The chlorite-iodide-malonic acid (CIMA) reaction exhibits an interesting Turing pattern, black-eye, where the black center (high concentration of iodide) is surrounded by a white ring(low concentration of iodide), and these eye-like spots arranged into a hexagonal lattice. [G. H. Gunaratne, Q. Ouyang, and H. L. Swinney, Phys. Rev. E 50, 2802 (1994)].

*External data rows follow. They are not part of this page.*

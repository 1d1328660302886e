//! Manifest model and the computations that only need one snapshot.
/// `{{ key }}` placeholder resolution
pub mod interpolation;
/// Completion ratios
pub mod progress;
/// Snapshot data structure
pub mod snapshot;

pub use interpolation::Interpolator;
pub use progress::{
    ProjectProgress,
    locale_progress,
    project_progress,
};
pub use snapshot::{
    LocaleValues,
    Snapshot,
};
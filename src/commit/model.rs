//! Commit records

use chrono::{
    DateTime,
    Utc,
};
use serde::{
    Deserialize,
    Serialize,
};

use crate::manifest::Snapshot;

/// One immutable entry of a project's history.
///
/// Only `published` changes after insertion.
#[derive(Debug, Clone, PartialEq, Eq, Serialize, Deserialize)]
#[serde(rename_all = "camelCase")]
pub struct Commit {
    pub id: String,
    pub project_id: String,
    pub author_id: String,
    pub title: String,
    #[serde(default)]
    pub description: Option<String>,
    #[serde(alias = "changeList")]
    pub snapshot: Snapshot,
    #[serde(alias = "deployed", default)]
    pub published: bool,
    pub created_at: DateTime<Utc>,
    /// Creation order within the store, assigned on insert.
    #[serde(default)]
    pub sequence: u64,
}

impl Commit {
    /// Metadata view without the snapshot payload.
    #[must_use]
    pub fn summary(&self) -> CommitSummary {
        CommitSummary {
            id: self.id.clone(),
            author_id: self.author_id.clone(),
            title: self.title.clone(),
            description: self.description.clone(),
            published: self.published,
            created_at: self.created_at,
        }
    }
}

/// Commit metadata shown in project details.
#[derive(Debug, Clone, PartialEq, Eq, Serialize)]
#[serde(rename_all = "camelCase")]
pub struct CommitSummary {
    pub id: String,
    pub author_id: String,
    pub title: String,
    pub description: Option<String>,
    pub published: bool,
    pub created_at: DateTime<Utc>,
}

/// Caller supplied part of a new commit.
#[derive(Debug, Clone, PartialEq, Eq, Deserialize)]
#[serde(rename_all = "camelCase")]
pub struct NewCommit {
    pub project_id: String,
    pub author_id: String,
    pub title: String,
    #[serde(default)]
    pub description: Option<String>,
    #[serde(alias = "changeList")]
    pub snapshot: Snapshot,
}
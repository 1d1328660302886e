//! Folding of flat keys into platform resource entries.
//!
//! A key may carry one bracketed suffix: `items[0]` is an array item,
//! `count[one]` / `count[many]` are plural forms. Anything else is a plain
//! string named after the key with the bracket group removed.

use std::collections::{
    BTreeMap,
    HashMap,
};
use std::sync::LazyLock;

use regex::Regex;

use crate::manifest::Snapshot;
use crate::manifest::snapshot::is_translated_value;

/// First `[...]` group of a key.
#[allow(clippy::expect_used)]
static BRACKET: LazyLock<Regex> =
    LazyLock::new(|| Regex::new(r"\[(.*?)\]").expect("BRACKET: invalid regex pattern"));

/// Platform resource entry built from one or more keys.
#[derive(Debug, Clone, PartialEq, Eq)]
pub enum Entry {
    Scalar(String),
    /// Items by zero-based index.
    Array(BTreeMap<usize, String>),
    /// A missing form stays empty.
    Plural { one: String, many: String },
}

/// Named entry of one locale.
#[derive(Debug, Clone, PartialEq, Eq)]
pub struct GroupedEntry {
    pub name: String,
    pub entry: Entry,
}

/// Plural forms carried in a key suffix.
#[derive(Debug, Clone, Copy, PartialEq, Eq)]
enum PluralForm {
    One,
    Many,
}

/// What a key contributes to its entry.
#[derive(Debug, Clone, Copy, PartialEq, Eq)]
enum KeyShape {
    Scalar,
    Item(usize),
    Form(PluralForm),
}

/// Split a key into its entry name and shape using the first bracket group.
fn classify(key: &str) -> (String, KeyShape) {
    let Some(caps) = BRACKET.captures(key) else {
        return (key.to_string(), KeyShape::Scalar);
    };
    let Some(content) = caps.get(1) else {
        return (key.to_string(), KeyShape::Scalar);
    };

    let name = BRACKET.replace(key, "").into_owned();
    let content = content.as_str();
    let shape = match content {
        "one" => KeyShape::Form(PluralForm::One),
        "many" => KeyShape::Form(PluralForm::Many),
        _ if !content.is_empty() && content.bytes().all(|b| b.is_ascii_digit()) => {
            content.parse().map_or(KeyShape::Scalar, KeyShape::Item)
        }
        _ => KeyShape::Scalar,
    };

    (name, shape)
}

/// Every value seen under one name.
///
/// Scalar, array and plural values are kept side by side; the shape of the
/// last key decides which of them becomes the entry. Switching shapes back
/// and forth therefore loses nothing.
#[derive(Debug)]
struct Slots {
    last: KeyShape,
    value: String,
    items: BTreeMap<usize, String>,
    one: String,
    many: String,
}

impl Slots {
    /// Empty slots whose kind is `shape` until another key says otherwise.
    const fn new(shape: KeyShape) -> Self {
        Self {
            last: shape,
            value: String::new(),
            items: BTreeMap::new(),
            one: String::new(),
            many: String::new(),
        }
    }

    /// Store `value` in the slot named by `shape` and make it the entry kind.
    fn absorb(&mut self, shape: KeyShape, value: &str) {
        self.last = shape;
        let slot = match shape {
            KeyShape::Scalar => &mut self.value,
            KeyShape::Item(index) => self.items.entry(index).or_default(),
            KeyShape::Form(PluralForm::One) => &mut self.one,
            KeyShape::Form(PluralForm::Many) => &mut self.many,
        };
        value.clone_into(slot);
    }

    /// Entry of the last seen kind.
    fn into_entry(self) -> Entry {
        match self.last {
            KeyShape::Scalar => Entry::Scalar(self.value),
            KeyShape::Item(_) => Entry::Array(self.items),
            KeyShape::Form(_) => Entry::Plural { one: self.one, many: self.many },
        }
    }
}

/// Entries of one locale, in first-appearance order of their names.
///
/// Only listed keys are visited, in snapshot key order. Blank values are
/// skipped entirely.
#[must_use]
pub fn group_locale(snapshot: &Snapshot, locale: &str) -> Vec<GroupedEntry> {
    let mut entries: Vec<(String, Slots)> = Vec::new();
    let mut positions: HashMap<String, usize> = HashMap::new();

    for key in &snapshot.keys {
        let Some(value) = snapshot.value(locale, key).filter(|v| is_translated_value(v)) else {
            continue;
        };

        let (name, shape) = classify(key);
        let position = *positions.entry(name.clone()).or_insert_with(|| {
            entries.push((name, Slots::new(shape)));
            entries.len() - 1
        });
        if let Some((_, slots)) = entries.get_mut(position) {
            slots.absorb(shape, value);
        }
    }

    entries
        .into_iter()
        .map(|(name, slots)| GroupedEntry { name, entry: slots.into_entry() })
        .collect()
}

A subsequent study[M. G. Gomes, Phys. Rev. E 60, 3741 (1999)] suggested that black-eye patterns are not two-dimensional,but rather projections of a three-dimensional  body-centered cubic lattice. Recent experimental results suggest that the three-dimensional interpretation is not appropriate[C. Zhou, H. Guo, and Q. Ouyang, Phys. Rev. E 65, 036118 (2002)], but to date no model has been developed that reproduces the black-eye patterns in two dimensions.

We propose a model that generates not only black-eye patterns but also a variety of other spatial resonant patterns: “black eye”, “white-eye”, and “Twinkling-eye” resulting from interactions between different Turing modes, or between a single mode and its harmonics. Also, we obtained superposition patterns with different combination of stripe- and spot- Turing patterns.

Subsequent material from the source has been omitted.